Top of DATASET CONTENT

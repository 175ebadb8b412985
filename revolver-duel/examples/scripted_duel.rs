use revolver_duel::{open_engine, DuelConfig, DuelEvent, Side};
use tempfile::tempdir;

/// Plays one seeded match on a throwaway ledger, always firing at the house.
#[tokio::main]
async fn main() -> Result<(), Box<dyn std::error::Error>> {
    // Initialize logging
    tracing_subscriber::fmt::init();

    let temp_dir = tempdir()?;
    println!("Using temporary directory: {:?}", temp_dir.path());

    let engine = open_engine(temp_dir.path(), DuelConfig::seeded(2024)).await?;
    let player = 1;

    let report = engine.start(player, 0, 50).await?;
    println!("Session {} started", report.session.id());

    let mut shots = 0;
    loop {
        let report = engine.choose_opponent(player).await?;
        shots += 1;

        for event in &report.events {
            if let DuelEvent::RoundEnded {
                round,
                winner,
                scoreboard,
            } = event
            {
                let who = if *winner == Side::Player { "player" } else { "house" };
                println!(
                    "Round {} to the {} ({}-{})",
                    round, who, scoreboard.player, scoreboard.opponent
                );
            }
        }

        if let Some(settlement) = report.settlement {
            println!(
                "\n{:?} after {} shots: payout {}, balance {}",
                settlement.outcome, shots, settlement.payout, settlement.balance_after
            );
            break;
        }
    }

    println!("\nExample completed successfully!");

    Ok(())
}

Bottom of DATASET CONTENT

Looking at the entries above, count the lines that contain the string "settlement", then give the number and nothing else.

2